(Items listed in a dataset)
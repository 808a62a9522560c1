#![forbid(unsafe_code)]

pub mod config;
pub mod drift_audit;
pub mod guard_wiring;
pub mod host;
pub mod in_memory_host;
pub mod interceptors;
pub mod lifecycle;

pub use config::RegLockConfig;
pub use host::HostError;
pub use lifecycle::{LifecycleError, LifecycleRuntime};
#![forbid(unsafe_code)]

use std::sync::{Arc, PoisonError, RwLock};

use serde_json::Value;
use tracing::{debug, error, info, warn};

use reglock_engines::drift::DriftAuditRuntime;
use reglock_engines::lock_enforcer::{LockEnforcer, LockedRole, SettingInterceptor};
use reglock_engines::mutation_guard::{MutationGuardConfig, MutationGuardRuntime, UserMutationGuard};
use reglock_kernel_contracts::lockcfg::{LockBaseline, LockConfig, SetupState};
use reglock_kernel_contracts::notice::Notice;
use reglock_kernel_contracts::settings::{
    display_value, SETTING_DEFAULT_ROLE, SETTING_USERS_CAN_REGISTER,
};
use reglock_kernel_contracts::snapshot::UserSnapshot;
use reglock_kernel_contracts::version::PluginVersion;
use reglock_kernel_contracts::{ContractViolation, UnixTimeSecs, Validate};
use reglock_storage::config_store::ConfigStore;
use reglock_storage::lock_options::LockOptions;
use reglock_storage::repo::UserSnapshotRepo;
use reglock_storage::StorageError;

use crate::config::RegLockConfig;
use crate::drift_audit::{read_site_identity, DriftAuditWiring, UserDriftAudit};
use crate::guard_wiring::SnapshotBackedGuard;
use crate::host::{Host, HostError, UserDirectory};
use crate::interceptors::InterceptorSuspension;

#[derive(Debug, Clone, PartialEq, thiserror::Error)]
pub enum LifecycleError {
    #[error("contract violation: {0:?}")]
    ContractViolation(ContractViolation),
    #[error(transparent)]
    Storage(#[from] StorageError),
    #[error(transparent)]
    Host(#[from] HostError),
    #[error("snapshot store lock poisoned")]
    SnapshotLockPoisoned,
}

impl From<ContractViolation> for LifecycleError {
    fn from(v: ContractViolation) -> Self {
        LifecycleError::ContractViolation(v)
    }
}

#[derive(Debug, Clone, Copy, PartialEq, Eq)]
pub enum SetupOutcome {
    /// Baseline captured and every setup step completed.
    Installed,
    /// An interrupted setup was finished without recapturing the baseline.
    Resumed,
    /// Setup after a deactivation; baseline recaptured, new snapshot generation.
    Reinstalled,
    /// LockConfig already existed and was active (or was created concurrently).
    AlreadyPresent,
}

#[derive(Debug, Clone, Default, PartialEq)]
pub struct RequestReport {
    pub setup: Option<SetupOutcome>,
    pub migrated: bool,
    /// `None` when no audit was due.
    pub audit: Option<Vec<Notice>>,
    /// Steps that failed this request. The lock is enforced regardless.
    pub failures: Vec<LifecycleError>,
}

#[derive(Debug, Clone, Default, PartialEq, Eq)]
pub struct TeardownReport {
    pub interceptors_removed: bool,
    pub role_removed: bool,
    pub restored_settings: Vec<String>,
    pub snapshot_rows_cleared: usize,
}

/// Setup, migration, per-request wiring and teardown of the registration lock.
pub struct LifecycleRuntime<C, S> {
    version: PluginVersion,
    options: LockOptions,
    meta_keys: MutationGuardConfig,
    registration_disabled_value: Value,
    enforcer: Arc<LockEnforcer>,
    guard: Arc<SnapshotBackedGuard<S>>,
    audit: DriftAuditWiring,
    store: C,
    snapshots: Arc<RwLock<S>>,
}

• [Work task] All records are to be written out exactly.

• [Exercise result]
repository 808a62a9522560c1
#![forbid(unsafe_code)]

pub mod config;
pub mod drift_audit;
pub mod guard_wiring;
pub mod host;
pub mod in_memory_host;
pub mod interceptors;
pub mod lifecycle;

pub use config::RegLockConfig;
pub use host::HostError;
pub use lifecycle::{LifecycleError, LifecycleRuntime};
#![forbid(unsafe_code)]

use std::sync::{Arc, PoisonError, RwLock};

use serde_json::Value;
use tracing::{debug, error, info, warn};

use reglock_engines::drift::DriftAuditRuntime;
use reglock_engines::lock_enforcer::{LockEnforcer, LockedRole, SettingInterceptor};
use reglock_engines::mutation_guard::{MutationGuardConfig, MutationGuardRuntime, UserMutationGuard};
use reglock_kernel_contracts::lockcfg::{LockBaseline, LockConfig, SetupState};
use reglock_kernel_contracts::notice::Notice;
use reglock_kernel_contracts::settings::{
    display_value, SETTING_DEFAULT_ROLE, SETTING_USERS_CAN_REGISTER,
};
use reglock_kernel_contracts::snapshot::UserSnapshot;
use reglock_kernel_contracts::version::PluginVersion;
use reglock_kernel_contracts::{ContractViolation, UnixTimeSecs, Validate};
use reglock_storage::config_store::ConfigStore;
use reglock_storage::lock_options::LockOptions;
use reglock_storage::repo::UserSnapshotRepo;
use reglock_storage::StorageError;

use crate::config::RegLockConfig;
use crate::drift_audit::{read_site_identity, DriftAuditWiring, UserDriftAudit};
use crate::guard_wiring::SnapshotBackedGuard;
use crate::host::{Host, HostError, UserDirectory};
use crate::interceptors::InterceptorSuspension;

#[derive(Debug, Clone, PartialEq, thiserror::Error)]
pub enum LifecycleError {
    #[error("contract violation: {0:?}")]
    ContractViolation(ContractViolation),
    #[error(transparent)]
    Storage(#[from] StorageError),
    #[error(transparent)]
    Host(#[from] HostError),
    #[error("snapshot store lock poisoned")]
    SnapshotLockPoisoned,
}

impl From<ContractViolation> for LifecycleError {
    fn from(v: ContractViolation) -> Self {
        LifecycleError::ContractViolation(v)
    }
}

#[derive(Debug, Clone, Copy, PartialEq, Eq)]
pub enum SetupOutcome {
    /// Baseline captured and every setup step completed.
    Installed,
    /// An interrupted setup was finished without recapturing the baseline.
    Resumed,
    /// Setup after a deactivation; baseline recaptured, new snapshot generation.
    Reinstalled,
    /// LockConfig already existed and was active (or was created concurrently).
    AlreadyPresent,
}

#[derive(Debug, Clone, Default, PartialEq)]
pub struct RequestReport {
    pub setup: Option<SetupOutcome>,
    pub migrated: bool,
    /// `None` when no audit was due.
    pub audit: Option<Vec<Notice>>,
    /// Steps that failed this request. The lock is enforced regardless.
    pub failures: Vec<LifecycleError>,
}

#[derive(Debug, Clone, Default, PartialEq, Eq)]
pub struct TeardownReport {
    pub interceptors_removed: bool,
    pub role_removed: bool,
    pub restored_settings: Vec<String>,
    pub snapshot_rows_cleared: usize,
}

/// Setup, migration, per-request wiring and teardown of the registration lock.
pub struct LifecycleRuntime<C, S> {
    version: PluginVersion,
    options: LockOptions,
    meta_keys: MutationGuardConfig,
    registration_disabled_value: Value,
    enforcer: Arc<LockEnforcer>,
    guard: Arc<SnapshotBackedGuard<S>>,
    audit: DriftAuditWiring,
    store: C,
    snapshots: Arc<RwLock<S>>,
}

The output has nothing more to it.